Another major reason for the disappearing beaches is obviously rising sea levels. But, as experts explain, the real reason why Maghreb countries are experiencing some of the worst coastal erosion in the world may actually lie much further inland.
“If there is a difference between the Maghreb and northern Mediterranean countries, then I think it’s about the number of dams and the number of rivers,” explained Gil Mahe, research director at the Hydrosciences Laboratory in Montpellier, France, who’s currently working at the Institut National des Sciences et Technologies de la Mer or INSTM, in Tunisia. Erosion is happening faster here because “there are not a lot of rivers and a lot of dams,” Mahe said.
Studies in Tunisia, Algeria and Morocco that investigate the history of sedimentation near where rivers reach the sea, have shown that where there are large dams, not enough sand is arriving on the coast, Mahe explained. The natural geomorphological functioning of a coastline would see sand arrive to bulk up the coastline, then it would be washed out to sea by marine currents.
But the Maghreb coastline is under pressure from two elements of climate change. Warmer temperatures are causing sea levels to rise, which encroaches on beaches. It also makes extreme weather events, that can damage the coastline with, for example, floods, huge waves and wind, more frequent.
At the same time, a heating planet also has less rain, which means that local authorities in North Africa are trying to store fresh water wherever they can, in order to provide it to that ever-growing coastal population.
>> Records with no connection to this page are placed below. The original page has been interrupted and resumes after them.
//! Response Validators
//!
//! Validators sit between the raw endpoint result and the controllers. Each
//! takes the decoded outcome of one endpoint call and produces a closed enum
//! the controller can match exhaustively: a success payload with every
//! required field present, a named next-step error, `Redirect` when the
//! server demands browser fallback, or `UnexpectedError` when the body does
//! not hold together.
//!
//! Two rules apply everywhere:
//! - a `redirect` challenge type wins over everything else in the body;
//! - a success body missing a required field is `UnexpectedError`, kept
//!   distinct from server-reported API errors.

pub mod reset_password;
pub mod sign_in;
pub mod sign_up;

pub use reset_password::{
    ResetPasswordContinueValidatedResponse, ResetPasswordPollValidatedResponse,
    ResetPasswordStartValidatedResponse, ResetPasswordSubmitValidatedResponse,
};
pub use sign_in::{SignInInitiateValidatedResponse, TokenValidatedResponse};
pub use sign_up::{SignUpContinueValidatedResponse, SignUpStartValidatedResponse};

use crate::error::ApiErrorResponse;
use crate::types::responses::{ChallengeResponse, ChallengeTypeIssued, ChannelType};

/// Endpoint result with transport failures already split off: either a decoded
/// success body or a decoded API error body.
pub type EndpointResult<S> = Result<S, ApiErrorResponse>;

/// Validated outcome of a challenge endpoint. The signup, signin and
/// reset-password challenge endpoints share one wire shape, so one validated
/// enum serves all three.
#[derive(Clone, Debug)]
pub enum ChallengeValidatedResponse {
    /// An out-of-band code was sent; the flow now needs it submitted.
    CodeRequired {
        continuation_token: String,
        /// Masked label of the target, e.g. `u**@contoso.com`.
        sent_to: String,
        channel: ChannelType,
        code_length: usize,
        /// Resend interval hint, present on MFA challenges.
        interval: Option<u64>,
    },
    /// The flow now needs the account password.
    PasswordRequired { continuation_token: String },
    /// The server demands browser-based auth for this account.
    Redirect,
    /// Server-reported API error.
    Error(ApiErrorResponse),
    /// Body did not hold together (missing fields, impossible challenge type).
    UnexpectedError(Option<ApiErrorResponse>),
}

/// Validate a challenge endpoint result.
pub fn validate_challenge(result: EndpointResult<ChallengeResponse>) -> ChallengeValidatedResponse {
    let body = match result {
        Ok(body) => body,
        Err(error) => return ChallengeValidatedResponse::Error(error),
    };

    match body.challenge_type {
        Some(ChallengeTypeIssued::Redirect) => ChallengeValidatedResponse::Redirect,
        Some(ChallengeTypeIssued::Oob) => {
            match (
                body.continuation_token,
                body.challenge_target_label,
                body.challenge_channel,
                body.code_length,
            ) {
                (Some(continuation_token), Some(sent_to), Some(channel), Some(code_length)) => {
                    ChallengeValidatedResponse::CodeRequired {
                        continuation_token,
                        sent_to,
                        channel: channel.to_public(),
                        code_length,
                        interval: body.interval,
                    }
                }
                _ => ChallengeValidatedResponse::UnexpectedError(None),
            }
        }
        Some(ChallengeTypeIssued::Password) => match body.continuation_token {
            Some(continuation_token) => {
                ChallengeValidatedResponse::PasswordRequired { continuation_token }
            }
            None => ChallengeValidatedResponse::UnexpectedError(None),
        },
        Some(ChallengeTypeIssued::Otp) | Some(ChallengeTypeIssued::Unknown) | None => {
            ChallengeValidatedResponse::UnexpectedError(None)
        }
    }
}

#[cfg(test)]
mod tests {
    use super::*;

    fn challenge_body(json: serde_json::Value) -> ChallengeResponse {
        serde_json::from_value(json).unwrap()
    }

    #[test]
    fn test_oob_challenge_requires_all_fields() {
        let validated = validate_challenge(Ok(challenge_body(serde_json::json!({
            "challenge_type": "oob",
            "continuation_token": "ct-2",
            "challenge_target_label": "u**@contoso.com",
            "challenge_channel": "email",
            "code_length": 8
        }))));
        match validated {
            ChallengeValidatedResponse::CodeRequired {
                continuation_token,
                sent_to,
                channel,
                code_length,
                ..
            } => {
                assert_eq!(continuation_token, "ct-2");
                assert_eq!(sent_to, "u**@contoso.com");
                assert_eq!(channel, ChannelType::Email);
                assert_eq!(code_length, 8);
            }
            other => panic!("expected CodeRequired, got {other:?}"),
        }
    }

    #[test]
    fn test_oob_challenge_missing_label_is_unexpected() {
        let validated = validate_challenge(Ok(challenge_body(serde_json::json!({
            "challenge_type": "oob",
            "continuation_token": "ct-2",
            "code_length": 8
        }))));
        assert!(matches!(
            validated,
            ChallengeValidatedResponse::UnexpectedError(None)
        ));
    }

    #[test]
    fn test_password_challenge() {
        let validated = validate_challenge(Ok(challenge_body(serde_json::json!({
            "challenge_type": "password",
            "continuation_token": "ct-3"
        }))));
        assert!(matches!(
            validated,
            ChallengeValidatedResponse::PasswordRequired { continuation_token } if continuation_token == "ct-3"
        ));
    }

    #[test]
    fn test_redirect_wins_over_fields() {
        let validated = validate_challenge(Ok(challenge_body(serde_json::json!({
            "challenge_type": "redirect",
            "continuation_token": "ct-3"
        }))));
        assert!(matches!(validated, ChallengeValidatedResponse::Redirect));
    }

    #[test]
    fn test_unknown_challenge_type_is_unexpected() {
        let validated = validate_challenge(Ok(challenge_body(serde_json::json!({
            "challenge_type": "webauthn",
            "continuation_token": "ct-3"
        }))));
        assert!(matches!(
            validated,
            ChallengeValidatedResponse::UnexpectedError(None)
        ));
    }
}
This requires more dams.
It sounds like a vicious circle. But Mahe, who is working on various plans to better manage Tunisia’s coastline and make it clear to local authorities exactly what is at stake, does have some hope. While a rise in sea levels is now inevitable, he said, there are numerous ways to minmise harmful human impacts and better protect coastlines and to cope with what’s coming, until humans and nature “reach a new equilibrium,” he argued.
Experts such as Mahe and those at the World Bank recommend what they call “integrated coastal management plans.” These can include everything from a higher tax on coastal construction work and real estate, to the renovation of inland dams that allow more sand and sediment to flow toward the coast, to the erection of wind fences on dunes or replanting plants.
The World Bank is assisting with some of these plans in the Maghreb, the organisation’s Sieghart pointed out. “It’s true that no country can single-handedly address climate change,” she said. But, she added, local reactions are still crucial because “these can help adapt and mitigate climate change impacts.”